Humanity House in Den Haag: Auf virtueller Flucht

Im Humanity House in Den Haag können sich Besucher in die Rolle von Bürgerkriegsflüchtlingen hineinfinden.

„Nimm den Brief und nimm ihn mit, er erlaubt dir, in Zone B überzuwechseln“, schnarrt die Stimme aus dem Lautsprecher, als plötzlich ein Umschlag durch den Briefschlitz in der Tür auf den Boden flattert. Wir befinden uns in einer unscheinbaren Wohnung und wissen nicht so recht, was uns erwartet. Also gehen wir weiter durch eine Tür. Scheinwerfer blenden uns, Stimmen brüllen auf uns ein, Hunde kläffen, eine äußerst ungemütliche Atmosphäre. „Weitergehen!“, blafft eine Stimme, und so folgen wir dem Pfeil und öffnen die nächste Tür.

Auf den ersten Blick ein niederländisches Wohnzimmer, das Radio dudelt, der Tisch ist gedeckt, scheinbar alles normal. Doch ein Weinglas ist umgekippt und liegt in der Suppe. Auf dem Boden verstreute Kleider, ein nicht zu Ende gepackter Koffer. Es sieht nach überhasteter Flucht aus. Das Radioprogramm wird plötzlich unterbrochen: „Bürger von Den Haag. Verlassen Sie sofort Ihr Haus. Dies ist ein Aufruf des Ministeriums für nationale Sicherheit“, dröhnt die Stimme. Dann hört man Geschnatter, ein Hubschrauber knattert und aus dem Radio erfährt man, dass Tote am Wegesrand liegen. Nur weg von hier!

So beginnt eine Erfahrungsreise im Humanity House Den Haag, das von der Gemeinde und dem Roten Kreuz der Niederlande seit mehr als fünf Jahren als Museum und Treffpunkt betrieben wird. Wer das Museum besuchen will, muss sich registrieren lassen, wird fotografiert und bekommt eine Besucherkarte umgehängt.
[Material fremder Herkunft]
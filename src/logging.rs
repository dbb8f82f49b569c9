use crate::config::AppConfig;
use tracing_appender::non_blocking::WorkerGuard;
use tracing_appender::rolling::{RollingFileAppender, Rotation};
use tracing_subscriber::{EnvFilter, fmt, prelude::*};

/// Map the `rotation` config value; anything unknown means a single file
fn rotation(name: &str) -> Rotation {
    match name {
        "minutely" => Rotation::MINUTELY,
        "hourly" => Rotation::HOURLY,
        "daily" => Rotation::DAILY,
        _ => Rotation::NEVER,
    }
}

/// Default directives: configured level for the ledger, sqlx kept at warn
/// because it logs every statement at info.
fn default_filter(config: &AppConfig) -> String {
    format!("{},sqlx=warn", config.log_level)
}

/// Install the global subscriber. `RUST_LOG` wins over the config level.
///
/// Keep the returned guard alive for the lifetime of the process or
/// buffered file output is lost.
pub fn init_logging(config: &AppConfig) -> WorkerGuard {
    let appender = RollingFileAppender::new(
        rotation(&config.rotation),
        &config.log_dir,
        &config.log_file,
    );
    let (non_blocking, guard) = tracing_appender::non_blocking(appender);

    let filter = EnvFilter::try_from_default_env()
        .unwrap_or_else(|_| EnvFilter::new(default_filter(config)));
    let registry = tracing_subscriber::registry().with(filter);

    if config.use_json {
        // Structured file output only; collectors read the file
        let file_layer = fmt::layer()
            .json()
            .with_target(true)
            .with_current_span(false)
            .with_writer(non_blocking)
            .with_ansi(false);
        registry.with(file_layer).init();
    } else {
        let file_layer = fmt::layer()
            .with_target(false)
            .with_writer(non_blocking)
            .with_ansi(false);
        let stdout_layer = fmt::layer().with_target(false).with_ansi(true);
        registry.with(file_layer).with(stdout_layer).init();
    }

    guard
}

#[cfg(test)]
mod tests {
    use super::*;

    #[test]
    fn test_rotation_names() {
        assert_eq!(rotation("daily"), Rotation::DAILY);
        assert_eq!(rotation("hourly"), Rotation::HOURLY);
        assert_eq!(rotation("never"), Rotation::NEVER);
        assert_eq!(rotation("weekly"), Rotation::NEVER);
    }

    #[test]
    fn test_default_filter_quiets_sqlx() {
        let config = AppConfig::from_yaml(
            "log_level: debug\nlog_dir: ./logs\nlog_file: l.log\nuse_json: false\nrotation: never\nserver:\n  host: 127.0.0.1\n  port: 1\n",
        )
        .unwrap();
        assert_eq!(default_filter(&config), "debug,sqlx=warn");
    }
}
//! Health check handler

use std::sync::Arc;

use axum::{Json, extract::State, http::StatusCode};
use chrono::Utc;
use utoipa::ToSchema;

use super::super::state::AppState;
use super::super::types::{ApiResponse, error_codes};

/// Health check response data
#[derive(serde::Serialize, ToSchema)]
pub struct HealthResponse {
    /// Server timestamp in milliseconds
    #[schema(example = 1703494800000_i64)]
    pub timestamp_ms: i64,
}

/// Health check endpoint
///
/// Pings the ledger store. Internal details are logged, never returned.
///
/// - Healthy: 200 OK + {code: 0, data: {timestamp_ms}}
/// - Unhealthy: 503 Service Unavailable + {code: 5001, msg: "unavailable"}
#[utoipa::path(
    get,
    path = "/health",
    responses(
        (status = 200, description = "Service healthy", body = HealthResponse, content_type = "application/json"),
        (status = 503, description = "Service unavailable")
    ),
    tag = "System"
)]
pub async fn health_check(
    State(state): State<Arc<AppState>>,
) -> (StatusCode, Json<ApiResponse<HealthResponse>>) {
    match state.store.ping().await {
        Ok(()) => (
            StatusCode::OK,
            Json(ApiResponse::success(HealthResponse {
                timestamp_ms: Utc::now().timestamp_millis(),
            })),
        ),
        Err(e) => {
            tracing::error!("[HEALTH] store ping failed: {}", e);
            (
                StatusCode::SERVICE_UNAVAILABLE,
                Json(ApiResponse {
                    code: error_codes::SERVICE_UNAVAILABLE,
                    msg: "unavailable".to_string(),
                    data: None,
                }),
            )
        }
    }
}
Dann steht man vor einer blinkenden roten Lampe. Die wechselt auf Grün, sobald die eigene Registriernummer angezeigt wird.
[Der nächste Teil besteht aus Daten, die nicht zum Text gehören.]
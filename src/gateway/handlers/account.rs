//! Account handlers

use std::sync::Arc;

use axum::{
    Json,
    extract::{Path, State, rejection::JsonRejection},
};

use super::super::state::AppState;
use super::super::types::{AccountResponse, ApiResult, CreateAccountRequest, created, ok};
use super::reject_body;
use crate::validation::{parse_account_id, validate_create_account};

/// Create an account with an opening balance
///
/// POST /accounts
#[utoipa::path(
    post,
    path = "/accounts",
    request_body = CreateAccountRequest,
    responses(
        (status = 201, description = "Account created", body = AccountResponse, content_type = "application/json"),
        (status = 400, description = "Invalid id or balance, or account already exists"),
        (status = 503, description = "Service unavailable")
    ),
    tag = "Account"
)]
pub async fn create_account(
    State(state): State<Arc<AppState>>,
    body: Result<Json<CreateAccountRequest>, JsonRejection>,
) -> ApiResult<AccountResponse> {
    let Json(req) = body.map_err(reject_body)?;
    let new_account = validate_create_account(&req)?;
    let account = state.accounts.create(&new_account).await?;
    created(AccountResponse::from(&account))
}

/// Get the current balance of an account
///
/// GET /accounts/{account_id}
#[utoipa::path(
    get,
    path = "/accounts/{account_id}",
    params(
        ("account_id" = u64, Path, description = "Account ID")
    ),
    responses(
        (status = 200, description = "Account balance", body = AccountResponse, content_type = "application/json"),
        (status = 400, description = "Malformed account id"),
        (status = 404, description = "Account not found")
    ),
    tag = "Account"
)]
pub async fn get_account(
    State(state): State<Arc<AppState>>,
    Path(account_id): Path<String>,
) -> ApiResult<AccountResponse> {
    let id = parse_account_id(&account_id)?;
    let account = state.accounts.get(id).await?;
    ok(AccountResponse::from(&account))
}
//! Data models for ledger accounts

use bigdecimal::BigDecimal;
use chrono::{DateTime, Utc};

use crate::core_types::{AccountId, Version};

/// Version assigned to a freshly created account
pub const INITIAL_VERSION: Version = 1;

/// Ledger account as last committed
#[derive(Debug, Clone, PartialEq)]
pub struct Account {
    pub id: AccountId,
    /// Never negative in any committed state
    pub balance: BigDecimal,
    /// Optimistic concurrency token, see [`Version`]
    pub version: Version,
    pub created_at: DateTime<Utc>,
    /// LastModified timestamp, advanced together with `version`
    pub updated_at: DateTime<Utc>,
}

/// Validated account-creation input.
///
/// Fields are private to force construction through the validation layer.
#[derive(Debug, Clone, PartialEq)]
pub struct NewAccount {
    id: AccountId,
    initial_balance: BigDecimal,
}

impl NewAccount {
    pub(crate) fn new(id: AccountId, initial_balance: BigDecimal) -> Self {
        Self {
            id,
            initial_balance,
        }
    }

    pub fn id(&self) -> AccountId {
        self.id
    }

    pub fn initial_balance(&self) -> &BigDecimal {
        &self.initial_balance
    }
}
Die Reise beginnt – als Flüchtling. Es geht nicht darum, warum Menschen fliehen, sondern wie sie sich fühlen, wenn sie plötzlich aus ihrer gewohnten Umgebung herausgerissen werden. Fliehen kann man aufgrund von Naturkatastrophen oder bewaffneten Konflikten. Keiner weiß, was einen erwartet, und so geht es auch dem Besucher.

Beklemmende Gefühle

Hat er die Wohnung über die Treppe verlassen, kommt er wieder an eine Tür. „Wofür entscheidest du dich? Für deine Sachen oder dein Leben“, ist in zwei Sprachen auf die Tür geschrieben, hinter der es in einen engen düsteren Gang geht. Kriegszone A. Überall Türen, immer wieder geht es um Ecken. Neue Türen, die alle verschlossen sind. Schüsse fallen. Dann zwitschern Vögel. „Erst hörten wir, dass die Kämpfe sich entfernten, weiter und weiter weg. Dann dachten wir: Sie sind weg. Es ist jetzt sicher, um unser Versteck zu verlassen“, steht auf einer Tür. Man tritt ein, steht vor einem Kamin mit einem Spiegel. Doch der Spiegel zeigt kein Spiegelbild. „Du bestehst nicht. Schau in den Spiegel!“, steht auf Niederländisch und Englisch auf einer blauen Delfter Kachel.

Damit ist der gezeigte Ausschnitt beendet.